PROMPT
Transcribe the listing below in its entirety.

DATA TO USE
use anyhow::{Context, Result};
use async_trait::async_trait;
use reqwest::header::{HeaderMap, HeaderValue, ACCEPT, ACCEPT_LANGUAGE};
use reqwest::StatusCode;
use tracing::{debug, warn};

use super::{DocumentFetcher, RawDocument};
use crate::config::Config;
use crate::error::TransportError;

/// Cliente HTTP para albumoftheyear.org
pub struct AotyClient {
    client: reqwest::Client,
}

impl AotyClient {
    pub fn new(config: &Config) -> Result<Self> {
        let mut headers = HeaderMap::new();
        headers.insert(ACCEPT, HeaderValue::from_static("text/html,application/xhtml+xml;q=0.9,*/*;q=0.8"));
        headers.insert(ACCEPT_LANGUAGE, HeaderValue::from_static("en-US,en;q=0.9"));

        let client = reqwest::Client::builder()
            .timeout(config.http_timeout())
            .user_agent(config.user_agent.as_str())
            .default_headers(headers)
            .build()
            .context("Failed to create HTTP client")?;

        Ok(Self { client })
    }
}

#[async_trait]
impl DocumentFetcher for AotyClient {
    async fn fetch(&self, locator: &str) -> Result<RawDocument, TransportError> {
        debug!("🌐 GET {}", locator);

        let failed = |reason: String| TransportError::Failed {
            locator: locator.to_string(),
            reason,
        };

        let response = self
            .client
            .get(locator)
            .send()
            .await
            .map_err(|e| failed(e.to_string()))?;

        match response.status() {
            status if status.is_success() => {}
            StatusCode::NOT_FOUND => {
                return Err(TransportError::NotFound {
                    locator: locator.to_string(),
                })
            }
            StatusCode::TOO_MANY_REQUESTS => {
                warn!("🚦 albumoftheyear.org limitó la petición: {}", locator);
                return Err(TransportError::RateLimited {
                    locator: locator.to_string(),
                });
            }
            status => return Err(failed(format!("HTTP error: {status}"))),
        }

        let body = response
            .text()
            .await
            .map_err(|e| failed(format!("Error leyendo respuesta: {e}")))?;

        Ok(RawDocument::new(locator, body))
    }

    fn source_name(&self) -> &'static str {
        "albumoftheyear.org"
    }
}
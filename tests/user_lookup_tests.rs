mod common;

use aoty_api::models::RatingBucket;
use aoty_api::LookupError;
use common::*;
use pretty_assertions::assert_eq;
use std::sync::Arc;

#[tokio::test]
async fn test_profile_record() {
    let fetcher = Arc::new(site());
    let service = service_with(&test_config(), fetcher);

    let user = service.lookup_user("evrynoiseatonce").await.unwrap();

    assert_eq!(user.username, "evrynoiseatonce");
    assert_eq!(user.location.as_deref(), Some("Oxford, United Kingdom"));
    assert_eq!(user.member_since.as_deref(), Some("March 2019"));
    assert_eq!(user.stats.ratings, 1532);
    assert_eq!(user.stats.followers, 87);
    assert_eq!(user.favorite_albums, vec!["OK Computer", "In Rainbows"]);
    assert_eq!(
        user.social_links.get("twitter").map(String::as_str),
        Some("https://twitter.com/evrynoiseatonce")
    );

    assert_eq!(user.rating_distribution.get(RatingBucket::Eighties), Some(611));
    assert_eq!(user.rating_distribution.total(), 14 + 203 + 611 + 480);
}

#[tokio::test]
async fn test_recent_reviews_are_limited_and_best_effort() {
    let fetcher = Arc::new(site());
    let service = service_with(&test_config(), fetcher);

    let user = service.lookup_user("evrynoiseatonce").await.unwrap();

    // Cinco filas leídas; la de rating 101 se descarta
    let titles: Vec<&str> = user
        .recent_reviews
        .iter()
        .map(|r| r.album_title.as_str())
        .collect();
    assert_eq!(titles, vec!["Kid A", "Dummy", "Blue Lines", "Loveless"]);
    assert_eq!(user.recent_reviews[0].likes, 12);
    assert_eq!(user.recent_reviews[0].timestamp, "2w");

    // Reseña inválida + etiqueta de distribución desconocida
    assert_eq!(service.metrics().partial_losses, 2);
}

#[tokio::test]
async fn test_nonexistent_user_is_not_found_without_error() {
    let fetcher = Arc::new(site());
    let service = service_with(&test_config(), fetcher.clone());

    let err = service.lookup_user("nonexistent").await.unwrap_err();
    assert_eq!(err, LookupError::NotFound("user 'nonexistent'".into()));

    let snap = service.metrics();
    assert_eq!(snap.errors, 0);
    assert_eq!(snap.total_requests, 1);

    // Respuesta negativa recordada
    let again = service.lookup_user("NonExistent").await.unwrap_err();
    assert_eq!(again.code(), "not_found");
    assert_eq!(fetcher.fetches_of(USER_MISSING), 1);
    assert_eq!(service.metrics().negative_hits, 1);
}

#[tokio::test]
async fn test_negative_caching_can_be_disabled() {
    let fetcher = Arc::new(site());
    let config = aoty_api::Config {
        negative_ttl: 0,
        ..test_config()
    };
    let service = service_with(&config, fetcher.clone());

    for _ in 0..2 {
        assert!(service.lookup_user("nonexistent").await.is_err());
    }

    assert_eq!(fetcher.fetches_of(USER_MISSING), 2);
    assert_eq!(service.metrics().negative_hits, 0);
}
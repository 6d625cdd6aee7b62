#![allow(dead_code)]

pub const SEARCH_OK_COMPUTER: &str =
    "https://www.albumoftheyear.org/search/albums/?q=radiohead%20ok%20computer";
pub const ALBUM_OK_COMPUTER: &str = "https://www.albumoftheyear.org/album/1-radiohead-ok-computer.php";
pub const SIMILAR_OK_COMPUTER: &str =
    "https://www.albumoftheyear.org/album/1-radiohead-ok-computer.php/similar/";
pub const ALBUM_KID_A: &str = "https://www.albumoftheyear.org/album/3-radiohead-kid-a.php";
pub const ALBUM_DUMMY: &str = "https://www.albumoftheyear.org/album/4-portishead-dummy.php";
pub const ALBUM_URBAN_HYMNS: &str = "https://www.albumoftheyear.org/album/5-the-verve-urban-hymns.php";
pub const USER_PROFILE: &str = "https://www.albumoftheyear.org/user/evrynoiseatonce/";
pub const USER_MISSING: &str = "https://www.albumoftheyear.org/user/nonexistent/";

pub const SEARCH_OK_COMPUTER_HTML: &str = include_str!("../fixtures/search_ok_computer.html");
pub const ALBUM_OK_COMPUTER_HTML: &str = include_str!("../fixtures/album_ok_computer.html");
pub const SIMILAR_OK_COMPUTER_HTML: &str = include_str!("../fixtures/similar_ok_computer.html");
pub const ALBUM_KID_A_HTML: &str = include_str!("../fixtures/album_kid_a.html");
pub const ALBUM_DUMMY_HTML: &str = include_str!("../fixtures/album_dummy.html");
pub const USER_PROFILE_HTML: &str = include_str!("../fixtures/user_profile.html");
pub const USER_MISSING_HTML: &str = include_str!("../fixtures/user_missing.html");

TASK RESULT
use anyhow::{Context, Result};
use async_trait::async_trait;
use reqwest::header::{HeaderMap, HeaderValue, ACCEPT, ACCEPT_LANGUAGE};
use reqwest::StatusCode;
use tracing::{debug, warn};

use super::{DocumentFetcher, RawDocument};
use crate::config::Config;
use crate::error::TransportError;

/// Cliente HTTP para albumoftheyear.org
pub struct AotyClient {
    client: reqwest::Client,
}

impl AotyClient {
    pub fn new(config: &Config) -> Result<Self> {
        let mut headers = HeaderMap::new();
        headers.insert(ACCEPT, HeaderValue::from_static("text/html,application/xhtml+xml;q=0.9,*/*;q=0.8"));
        headers.insert(ACCEPT_LANGUAGE, HeaderValue::from_static("en-US,en;q=0.9"));

        let client = reqwest::Client::builder()
            .timeout(config.http_timeout())
            .user_agent(config.user_agent.as_str())
            .default_headers(headers)
            .build()
            .context("Failed to create HTTP client")?;

        Ok(Self { client })
    }
}

#[async_trait]
impl DocumentFetcher for AotyClient {
    async fn fetch(&self, locator: &str) -> Result<RawDocument, TransportError> {
        debug!("🌐 GET {}", locator);

        let failed = |reason: String| TransportError::Failed {
            locator: locator.to_string(),
            reason,
        };

        let response = self
            .client
            .get(locator)
            .send()
            .await
            .map_err(|e| failed(e.to_string()))?;

        match response.status() {
            status if status.is_success() => {}
            StatusCode::NOT_FOUND => {
                return Err(TransportError::NotFound {
                    locator: locator.to_string(),
                })
            }
            StatusCode::TOO_MANY_REQUESTS => {
                warn!("🚦 albumoftheyear.org limitó la petición: {}", locator);
                return Err(TransportError::RateLimited {
                    locator: locator.to_string(),
                });
            }
            status => return Err(failed(format!("HTTP error: {status}"))),
        }

        let body = response
            .text()
            .await
            .map_err(|e| failed(format!("Error leyendo respuesta: {e}")))?;

        Ok(RawDocument::new(locator, body))
    }

    fn source_name(&self) -> &'static str {
        "albumoftheyear.org"
    }
}
filename tests/user_lookup_tests.rs
mod common;

use aoty_api::models::RatingBucket;
use aoty_api::LookupError;
use common::*;
use pretty_assertions::assert_eq;
use std::sync::Arc;

#[tokio::test]
async fn test_profile_record() {
    let fetcher = Arc::new(site());
    let service = service_with(&test_config(), fetcher);

    let user = service.lookup_user("evrynoiseatonce").await.unwrap();

    assert_eq!(user.username, "evrynoiseatonce");
    assert_eq!(user.location.as_deref(), Some("Oxford, United Kingdom"));
    assert_eq!(user.member_since.as_deref(), Some("March 2019"));
    assert_eq!(user.stats.ratings, 1532);
    assert_eq!(user.stats.followers, 87);
    assert_eq!(user.favorite_albums, vec!["OK Computer", "In Rainbows"]);
    assert_eq!(
        user.social_links.get("twitter").map(String::as_str),
        Some("https://twitter.com/evrynoiseatonce")
    );

    assert_eq!(user.rating_distribution.get(RatingBucket::Eighties), Some(611));
    assert_eq!(user.rating_distribution.total(), 14 + 203 + 611 + 480);
}

#[tokio::test]
async fn test_recent_reviews_are_limited_and_best_effort() {
    let fetcher = Arc::new(site());
    let service = service_with(&test_config(), fetcher);

    let user = service.lookup_user("evrynoiseatonce").await.unwrap();

    // Cinco filas leídas; la de rating 101 se descarta
    let titles: Vec<&str> = user
        .recent_reviews
        .iter()
        .map(|r| r.album_title.as_str())
        .collect();
    assert_eq!(titles, vec!["Kid A", "Dummy", "Blue Lines", "Loveless"]);
    assert_eq!(user.recent_reviews[0].likes, 12);
    assert_eq!(user.recent_reviews[0].timestamp, "2w");

    // Reseña inválida + etiqueta de distribución desconocida
    assert_eq!(service.metrics().partial_losses, 2);
}

#[tokio::test]
async fn test_nonexistent_user_is_not_found_without_error() {
    let fetcher = Arc::new(site());
    let service = service_with(&test_config(), fetcher.clone());

    let err = service.lookup_user("nonexistent").await.unwrap_err();
    assert_eq!(err, LookupError::NotFound("user 'nonexistent'".into()));

    let snap = service.metrics();
    assert_eq!(snap.errors, 0);
    assert_eq!(snap.total_requests, 1);

    // Respuesta negativa recordada
    let again = service.lookup_user("NonExistent").await.unwrap_err();
    assert_eq!(again.code(), "not_found");
    assert_eq!(fetcher.fetches_of(USER_MISSING), 1);
    assert_eq!(service.metrics().negative_hits, 1);
}

#[tokio::test]
async fn test_negative_caching_can_be_disabled() {
    let fetcher = Arc::new(site());
    let config = aoty_api::Config {
        negative_ttl: 0,
        ..test_config()
    };
    let service = service_with(&config, fetcher.clone());

    for _ in 0..2 {
        assert!(service.lookup_user("nonexistent").await.is_err());
    }

    assert_eq!(fetcher.fetches_of(USER_MISSING), 2);
    assert_eq!(service.metrics().negative_hits, 0);
}
repository 6d625cdd6aee7b62
#![allow(dead_code)]

pub const SEARCH_OK_COMPUTER: &str =
    "https://www.albumoftheyear.org/search/albums/?q=radiohead%20ok%20computer";
pub const ALBUM_OK_COMPUTER: &str = "https://www.albumoftheyear.org/album/1-radiohead-ok-computer.php";
pub const SIMILAR_OK_COMPUTER: &str =
    "https://www.albumoftheyear.org/album/1-radiohead-ok-computer.php/similar/";
pub const ALBUM_KID_A: &str = "https://www.albumoftheyear.org/album/3-radiohead-kid-a.php";
pub const ALBUM_DUMMY: &str = "https://www.albumoftheyear.org/album/4-portishead-dummy.php";
pub const ALBUM_URBAN_HYMNS: &str = "https://www.albumoftheyear.org/album/5-the-verve-urban-hymns.php";
pub const USER_PROFILE: &str = "https://www.albumoftheyear.org/user/evrynoiseatonce/";
pub const USER_MISSING: &str = "https://www.albumoftheyear.org/user/nonexistent/";

pub const SEARCH_OK_COMPUTER_HTML: &str = include_str!("../fixtures/search_ok_computer.html");
pub const ALBUM_OK_COMPUTER_HTML: &str = include_str!("../fixtures/album_ok_computer.html");
pub const SIMILAR_OK_COMPUTER_HTML: &str = include_str!("../fixtures/similar_ok_computer.html");
pub const ALBUM_KID_A_HTML: &str = include_str!("../fixtures/album_kid_a.html");
pub const ALBUM_DUMMY_HTML: &str = include_str!("../fixtures/album_dummy.html");
pub const USER_PROFILE_HTML: &str = include_str!("../fixtures/user_profile.html");
pub const USER_MISSING_HTML: &str = include_str!("../fixtures/user_missing.html");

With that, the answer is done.